| Exercise brief |
Every line below that contains "ExpenseDraft" is to be copied.

| Records supplied |
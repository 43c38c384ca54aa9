//! Building CLI commands

use clap::Subcommand;

use crate::display::{format_building_details, format_building_list, format_unit_list};
use crate::error::{StrataError, StrataResult};
use crate::services::BuildingService;
use crate::storage::Storage;

/// Building subcommands
#[derive(Subcommand)]
pub enum BuildingCommands {
    /// Create a new building with seeded units
    Add {
        /// Building name
        name: String,
        /// Number of units to seed
        #[arg(short, long, default_value = "1")]
        units: u32,
    },
    /// List all buildings
    List,
    /// Show building details
    Show {
        /// Building name or ID
        building: String,
    },
}

/// Handle a building command
pub fn handle_building_command(storage: &Storage, cmd: BuildingCommands) -> StrataResult<()> {
    let service = BuildingService::new(storage);

    match cmd {
        BuildingCommands::Add { name, units } => {
            let building = service.create_building(&name, units)?;

            println!("Created building: {}", building.name);
            println!("  Units: {}", building.units.len());
            println!("  ID:    {}", building.id);
        }

        BuildingCommands::List => {
            let buildings = service.list_buildings()?;
            println!("{}", format_building_list(&buildings));
        }

        BuildingCommands::Show { building } => {
            let found = service
                .find_building(&building)?
                .ok_or_else(|| StrataError::building_not_found(&building))?;

            print!("{}", format_building_details(&found));
            println!();
            println!("{}", format_unit_list(&found.units));
        }
    }

    Ok(())
}
#[cfg(test)]
mod tests {
    use super::*;
    use crate::config::paths::StrataPaths;
    use crate::models::{ChargeTo, Money};
    use chrono::NaiveDate;
    use tempfile::TempDir;

    fn create_test_storage() -> (TempDir, Storage) {
        let temp_dir = TempDir::new().unwrap();
        let paths = StrataPaths::with_base_dir(temp_dir.path().to_path_buf());
        let storage = Storage::new(paths).unwrap();
        storage.load_all().unwrap();
        (temp_dir, storage)
    }

    fn expense_draft(method: DistributionMethod) -> ExpenseDraft {
        ExpenseDraft {
            description: "Water bill".to_string(),
            total_amount: Money::new(45000),
            date: NaiveDate::from_ymd_opt(2025, 5, 10).unwrap(),
            distribution_method: method,
            charge_to: ChargeTo::All,
            paid_by_manager: false,
            is_building_charge: false,
            deduct_from_fund: false,
            applicable_units: Vec::new(),
        }
    }

    fn unit_draft() -> UnitDraft {
        UnitDraft {
            name: UnitName::Default,
            area: 85.0,
            occupants: 3,
            owner_name: "H. Sadeghi".to_string(),
            tenant_name: None,
        }
    }

    #[test]
    fn test_create_building() {
        let (_temp_dir, storage) = create_test_storage();
        let service = BuildingService::new(&storage);

        let building = service.create_building("Maple House", 4).unwrap();
        assert_eq!(building.units.len(), 4);

        let listed = service.list_buildings().unwrap();
        assert_eq!(listed.len(), 1);
    }

    #[test]
    fn test_create_building_rejects_empty_name() {
        let (_temp_dir, storage) = create_test_storage();
        let service = BuildingService::new(&storage);

        assert!(matches!(
            service.create_building("  ", 3),
            Err(StrataError::Validation(_))
        ));
        assert!(matches!(
            service.create_building("Maple House", 0),
            Err(StrataError::Validation(_))
        ));
    }

    #[test]
    fn test_find_building_by_name_or_id() {
        let (_temp_dir, storage) = create_test_storage();
        let service = BuildingService::new(&storage);

        let created = service.create_building("Maple House", 2).unwrap();

        let by_name = service.find_building("maple house").unwrap().unwrap();
        assert_eq!(by_name.id, created.id);

        let by_id = service
            .find_building(&created.id.as_uuid().to_string())
            .unwrap()
            .unwrap();
        assert_eq!(by_id.id, created.id);

        assert!(service.find_building("nowhere").unwrap().is_none());
    }

    #[test]
    fn test_add_unit_assigns_next_number() {
        let (_temp_dir, storage) = create_test_storage();
        let service = BuildingService::new(&storage);

        let building = service.create_building("Maple House", 3).unwrap();
        let unit = service.add_unit(building.id, unit_draft()).unwrap();
        assert_eq!(unit.unit_number, 4);

        let reloaded = service.get_building(building.id).unwrap().unwrap();
        assert_eq!(reloaded.units.len(), 4);
    }

    #[test]
    fn test_update_unit_preserves_number() {
        let (_temp_dir, storage) = create_test_storage();
        let service = BuildingService::new(&storage);

        let building = service.create_building("Maple House", 2).unwrap();
        let unit_id = building.units[1].id;

        let mut draft = unit_draft();
        draft.name = UnitName::Custom("Garden flat".to_string());
        draft.tenant_name = Some("S. Karimi".to_string());

        let updated = service.update_unit(building.id, unit_id, draft).unwrap();
        assert_eq!(updated.unit_number, 2);
        assert_eq!(updated.display_name(), "Garden flat");
        assert!(!updated.is_owner_occupied());
    }

    #[test]
    fn test_add_expense_initializes_unpaid_status() {
        let (_temp_dir, storage) = create_test_storage();
        let service = BuildingService::new(&storage);

        let building = service.create_building("Maple House", 3).unwrap();
        let expense = service
            .add_expense(building.id, expense_draft(DistributionMethod::UnitCount))
            .unwrap();

        assert_eq!(expense.payment_status.len(), 3);
        assert!(expense
            .payment_status
            .values()
            .all(|s| *s == PaymentStatus::Unpaid));
        // Non-custom methods snapshot all unit ids
        assert_eq!(expense.applicable_units.len(), 3);
    }

    #[test]
    fn test_add_custom_expense_initializes_selected_units_only() {
        let (_temp_dir, storage) = create_test_storage();
        let service = BuildingService::new(&storage);

        let building = service.create_building("Maple House", 3).unwrap();
        let mut draft = expense_draft(DistributionMethod::Custom);
        draft.applicable_units = vec![building.units[0].id];

        let expense = service.add_expense(building.id, draft).unwrap();
        assert_eq!(expense.payment_status.len(), 1);
        assert_eq!(expense.applicable_units, vec![building.units[0].id]);
    }

    #[test]
    fn test_add_custom_expense_without_selection_tracks_all_units() {
        let (_temp_dir, storage) = create_test_storage();
        let service = BuildingService::new(&storage);

        let building = service.create_building("Maple House", 3).unwrap();
        let expense = service
            .add_expense(building.id, expense_draft(DistributionMethod::Custom))
            .unwrap();

        // The selection stays empty, but every unit gets an unpaid entry
        assert!(expense.applicable_units.is_empty());
        assert_eq!(expense.payment_status.len(), 3);
        assert!(expense
            .payment_status
            .values()
            .all(|s| *s == PaymentStatus::Unpaid));
    }

    #[test]
    fn test_add_general_expense_has_no_status() {
        let (_temp_dir, storage) = create_test_storage();
        let service = BuildingService::new(&storage);

        let building = service.create_building("Maple House", 3).unwrap();
        let expense = service
            .add_expense(building.id, expense_draft(DistributionMethod::General))
            .unwrap();

        assert!(expense.payment_status.is_empty());
    }

    #[test]
    fn test_update_expense_preserves_payment_status() {
        let (_temp_dir, storage) = create_test_storage();
        let service = BuildingService::new(&storage);

        let building = service.create_building("Maple House", 2).unwrap();
        let expense = service
            .add_expense(building.id, expense_draft(DistributionMethod::UnitCount))
            .unwrap();

        let unit_id = building.units[0].id;
        service
            .set_payment_status(building.id, expense.id, unit_id, PaymentStatus::Paid)
            .unwrap();

        let mut draft = expense_draft(DistributionMethod::Area);
        draft.total_amount = Money::new(90000);
        let updated = service
            .update_expense(building.id, expense.id, draft)
            .unwrap();

        assert_eq!(updated.total_amount, Money::new(90000));
        assert_eq!(updated.status_for(unit_id), PaymentStatus::Paid);
    }

    #[test]
    fn test_update_to_general_clears_status() {
        let (_temp_dir, storage) = create_test_storage();
        let service = BuildingService::new(&storage);

        let building = service.create_building("Maple House", 2).unwrap();
        let expense = service
            .add_expense(building.id, expense_draft(DistributionMethod::UnitCount))
            .unwrap();

        let updated = service
            .update_expense(building.id, expense.id, expense_draft(DistributionMethod::General))
            .unwrap();
        assert!(updated.payment_status.is_empty());

        // And back: status re-initialized to unpaid for all units
        let restored = service
            .update_expense(building.id, expense.id, expense_draft(DistributionMethod::UnitCount))
            .unwrap();
        assert_eq!(restored.payment_status.len(), 2);
    }

    #[test]
    fn test_set_payment_status_rejects_general_and_unknown_unit() {
        let (_temp_dir, storage) = create_test_storage();
        let service = BuildingService::new(&storage);

        let building = service.create_building("Maple House", 2).unwrap();
        let general = service
            .add_expense(building.id, expense_draft(DistributionMethod::General))
            .unwrap();

        let unit_id = building.units[0].id;
        assert!(matches!(
            service.set_payment_status(building.id, general.id, unit_id, PaymentStatus::Paid),
            Err(StrataError::Validation(_))
        ));

        let normal = service
            .add_expense(building.id, expense_draft(DistributionMethod::UnitCount))
            .unwrap();
        assert!(service
            .set_payment_status(building.id, normal.id, UnitId::new(), PaymentStatus::Paid)
            .unwrap_err()
            .is_not_found());
    }

    #[test]
    fn test_delete_expense() {
        let (_temp_dir, storage) = create_test_storage();
        let service = BuildingService::new(&storage);

        let building = service.create_building("Maple House", 2).unwrap();
        let expense = service
            .add_expense(building.id, expense_draft(DistributionMethod::UnitCount))
            .unwrap();

        service.delete_expense(building.id, expense.id).unwrap();
        let reloaded = service.get_building(building.id).unwrap().unwrap();
        assert!(reloaded.expenses.is_empty());

        assert!(service
            .delete_expense(building.id, expense.id)
            .unwrap_err()
            .is_not_found());
    }

    #[test]
    fn test_export_import_round_trip_is_idempotent() {
        let (_temp_dir, storage) = create_test_storage();
        let service = BuildingService::new(&storage);

        let building = service.create_building("Maple House", 2).unwrap();
        service
            .add_expense(building.id, expense_draft(DistributionMethod::Area))
            .unwrap();

        let exported = service.export_json(Some(building.id)).unwrap();
        let before = service.get_building(building.id).unwrap().unwrap();

        service.import_json(&exported).unwrap();

        let after = service.get_building(building.id).unwrap().unwrap();
        assert_eq!(before, after);
        assert_eq!(service.list_buildings().unwrap().len(), 1);
    }

    #[test]
    fn test_import_single_building_appends_when_new() {
        let (_temp_dir, storage) = create_test_storage();
        let service = BuildingService::new(&storage);

        service.create_building("Maple House", 1).unwrap();
        let other = Building::new("Oak Court", 2);
        let json = serde_json::to_string(&other).unwrap();

        service.import_json(&json).unwrap();
        assert_eq!(service.list_buildings().unwrap().len(), 2);
    }

    #[test]
    fn test_import_array_replaces_collection() {
        let (_temp_dir, storage) = create_test_storage();
        let service = BuildingService::new(&storage);

        service.create_building("Maple House", 1).unwrap();
        let replacement = vec![Building::new("Oak Court", 2)];
        let json = serde_json::to_string(&replacement).unwrap();

        service.import_json(&json).unwrap();
        let buildings = service.list_buildings().unwrap();
        assert_eq!(buildings.len(), 1);
        assert_eq!(buildings[0].name, "Oak Court");
    }

    #[test]
    fn test_malformed_import_leaves_store_untouched() {
        let (_temp_dir, storage) = create_test_storage();
        let service = BuildingService::new(&storage);

        service.create_building("Maple House", 1).unwrap();

        assert!(matches!(
            service.import_json("not json"),
            Err(StrataError::Import(_))
        ));
        assert!(matches!(
            service.import_json(r#"{"unexpected": true}"#),
            Err(StrataError::Import(_))
        ));

        let buildings = service.list_buildings().unwrap();
        assert_eq!(buildings.len(), 1);
        assert_eq!(buildings[0].name, "Maple House");
    }
}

| Finished exercise |
    fn expense_draft(method: DistributionMethod) -> ExpenseDraft {
        ExpenseDraft {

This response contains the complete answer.